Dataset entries
━━━

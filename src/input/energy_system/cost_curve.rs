//! Code for reading energy system cost curves from a CSV file.
use super::super::{input_err_msg, read_csv_optional};
use crate::curve::CostCurve;
use crate::energy_system::{CostCategory, CostCurveMap, CurveScale, EnergySystemID};
use crate::id::IDCollection;
use anyhow::{Context, Result};
use indexmap::{IndexMap, IndexSet};
use serde::Deserialize;
use std::collections::HashMap;
use std::path::Path;

const COST_CURVES_FILE_NAME: &str = "energy_system_cost_curves.csv";

/// One sample of a cost curve
#[derive(PartialEq, Debug, Deserialize)]
struct CostCurvePointRaw {
    system_id: String,
    scale: CurveScale,
    category: CostCategory,
    size: f64,
    value: f64,
}

/// Read cost curves for energy systems from the specified project directory.
///
/// Points for each curve are taken in the order they appear in the file. The file is optional;
/// systems without curves have zero costs.
///
/// # Arguments
///
/// * `project_dir` - Folder containing project input files
/// * `system_ids` - All known energy system IDs
///
/// # Returns
///
/// A map of cost curves for each system which has any, or an error.
pub fn read_cost_curves(
    project_dir: &Path,
    system_ids: &IndexSet<EnergySystemID>,
) -> Result<HashMap<EnergySystemID, CostCurveMap>> {
    let file_path = project_dir.join(COST_CURVES_FILE_NAME);
    let points = read_csv_optional(&file_path)?;
    read_cost_curves_from_iter(points, system_ids).with_context(|| input_err_msg(&file_path))
}

fn read_cost_curves_from_iter<I>(
    iter: I,
    system_ids: &IndexSet<EnergySystemID>,
) -> Result<HashMap<EnergySystemID, CostCurveMap>>
where
    I: Iterator<Item = CostCurvePointRaw>,
{
    // Gather the points for each curve, preserving order
    let mut points: IndexMap<(EnergySystemID, CurveScale, CostCategory), (Vec<f64>, Vec<f64>)> =
        IndexMap::new();
    for point in iter {
        let system_id = system_ids.get_id(&point.system_id)?;
        let (sizes, values) = points
            .entry((system_id.clone(), point.scale, point.category))
            .or_default();
        sizes.push(point.size);
        values.push(point.value);
    }

    let mut curves: HashMap<EnergySystemID, CostCurveMap> = HashMap::new();
    for ((system_id, scale, category), (sizes, values)) in points {
        let curve = CostCurve::new(sizes, values).with_context(|| {
            format!("Invalid {scale} {category} cost curve for energy system {system_id}")
        })?;
        curves
            .entry(system_id)
            .or_default()
            .insert((scale, category), curve);
    }

    Ok(curves)
}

━━━

What is needed:
Where a line above contains the word "HashMap", show that line.

Solved exercise:
use std::collections::HashMap;
) -> Result<HashMap<EnergySystemID, CostCurveMap>> {
) -> Result<HashMap<EnergySystemID, CostCurveMap>>
    let mut curves: HashMap<EnergySystemID, CostCurveMap> = HashMap::new();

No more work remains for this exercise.